Lundgren described her typical day as an Alzheimer caregiver. As the disease progresses and brain functions decline, patients need help with tasks such as getting ready in the morning, washing, taking medications and getting ready for bed at night. Patients also need to be kept busy by taking walks, exercising or carrying on a conversation.
One game Lundgren said she uses with her patients is to pick out a picture, maybe one in the room. She lays the picture in front of them and asks what they notice about the picture -- what they like about it and what is happening. After they examine the picture, the patients realize they’ve told a story about the picture.
But as time goes on, things become only more difficult.

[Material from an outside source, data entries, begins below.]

//! node-disk-manager end-to-end test CLI.

use std::sync::Arc;
use std::time::Duration;

use anyhow::Result;
use clap::{Parser, Subcommand};
use tracing_subscriber::EnvFilter;

use ndm_e2e::config::{Budgets, HarnessConfig, HarnessOptions, RunArgs};
use ndm_e2e::orchestrator::{Harness, KubeConnector};
use ndm_e2e::{ui, HarnessError, SystemRunner};

/// End-to-end tests for node-disk-manager on single-node minikube.
#[derive(Parser)]
#[command(
    name = "ndm-e2e",
    version,
    about = "node-disk-manager end-to-end test harness",
    long_about = "Run node-disk-manager end-to-end on a single-node minikube cluster.\n\n\
                  Starts minikube with the none driver, deploys the locally built\n\
                  daemon image and compares the devices it reports from inside its\n\
                  pod with the host's view."
)]
#[command(propagate_version = true)]
struct Cli {
    /// Enable verbose logging.
    #[arg(short, long, global = true)]
    verbose: bool,

    #[command(flatten)]
    options: HarnessOptions,

    #[command(subcommand)]
    command: Commands,
}

#[derive(Subcommand)]
enum Commands {
    /// Run the full end-to-end test.
    Run(RunArgs),

    /// Delete the cluster, host containers and the test manifest.
    Clean,

    /// Print the parsed minikube status.
    Status,
}

#[tokio::main(flavor = "current_thread")]
async fn main() -> Result<()> {
    let cli = Cli::parse();

    let filter = EnvFilter::try_from_default_env().unwrap_or_else(|_| {
        if cli.verbose {
            EnvFilter::new("info,ndm_e2e=debug")
        } else {
            EnvFilter::new("warn,ndm_e2e=info")
        }
    });

    tracing_subscriber::fmt()
        .with_env_filter(filter)
        .with_target(false)
        .init();

    let runner = Arc::new(SystemRunner::new(cli.options.use_sudo));
    let (budgets, dir_wait, clean_after) = match &cli.command {
        Commands::Run(args) => (
            Budgets::from(args),
            Duration::from_secs(args.dir_wait_secs),
            args.clean,
        ),
        Commands::Clean | Commands::Status => (Budgets::default(), Duration::from_secs(60), false),
    };
    let config = match HarnessConfig::resolve(&cli.options, budgets, dir_wait, runner.as_ref()) {
        Ok(config) => config,
        Err(e) => fail(&HarnessError::Config(format!("{e:#}"))),
    };
    let harness = Harness::new(config, runner, Arc::new(KubeConnector));

    let result = match cli.command {
        Commands::Run(_) => harness.run().await,
        Commands::Clean => {
            harness.clean();
            Ok(())
        }
        Commands::Status => harness.status().map(|_| ()),
    };

    if let Err(err) = result {
        fail(&err);
    }

    if clean_after {
        harness.clean();
    }
    Ok(())
}

fn fail(err: &HarnessError) -> ! {
    ui::print_error(&format!("{} failed: {err}", err.stage()));
    std::process::exit(err.exit_code());
}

“It’s a gradual progressive disease. Like one client I have been with for six months,” Lundgren said. “You see the change of the willingness to do things over time, like go for a walk or the willingness to take a shower. Those things begin to start scaring them, like the water spraying down from the shower or a pattern in the carpet might cause fear because they see it as a raised thing, where we don’t. They see things differently in their mind.”
With Alzheimer’s patients, there are many difficulties and hard times, not only for the patient, but for the families and caregivers. Lundgren said that for the patient, it is more than just forgetting memories or simple everyday tasks. Patients have to endure the pain of knowing they are basically losing their minds and capabilities. It makes them feel frustrated and confused.
“From a caregiver perspective, it’s very hard on the family,” she said. “It’s hard for, say, the spouse to admit their spouse has dementia and face the fact that in the future, they may not remember who you are.”
Can you begin to imagine waking up one day, and the memories of a precious family vacation to Hawaii are gone? You see your son standing in front of you, but you have no idea who he is.
“One lady I was with in her early stages of Alzheimer’s, she was cognitive enough to know what was happening to her, and at that stage it is really hard to see because their cognitive, they know it’s happening, and it’s scary,” Lundgren said. “Sometimes that stage is the worst. It was hard with her to watch her be so scared, knowing she had no control over what was happening to her. With there being no cure or nothing to help it get better, and now she is past the cognitive stage.”
As time progresses with this thief of a disease, Lundgren emphasized one main thing in being a caregiver: patience. She expressed how being a caregiver requires a lot of patience and knowledge of the disease. We are already vulnerable human beings, and humans experiencing Alzheimer’s almost go back to the stage of being vulnerable children because they don’t realize what they are doing or saying. Patients might get angry and lash out without even realizing it is wrong.
“The patients might go back to when they were a child and ask where their mother is, when she died years ago, or they forget that maybe their spouse passed away,” Lundgren said. “You learn to help them because their reality is their reality. They truly believe their mother is still here and wonder why isn’t she picking me up?
“You have to work those realities. You don’t want to tell them, ‘Your mom died five years ago,’ because then they have to relive that tragic event of their lives. So you want to work with them in the reality they are in and to calm down. Maybe tell them their mom is shopping because that is what they know right then. You have to guide them away from some thoughts that cause them anxiety.”
As difficult times tick away for patients and families of Alzheimer’s disease, the compassion, care, humanity, generosity and patience of caregivers like Lundgren make each day a little better and embrace the true expression of living each day in the moment.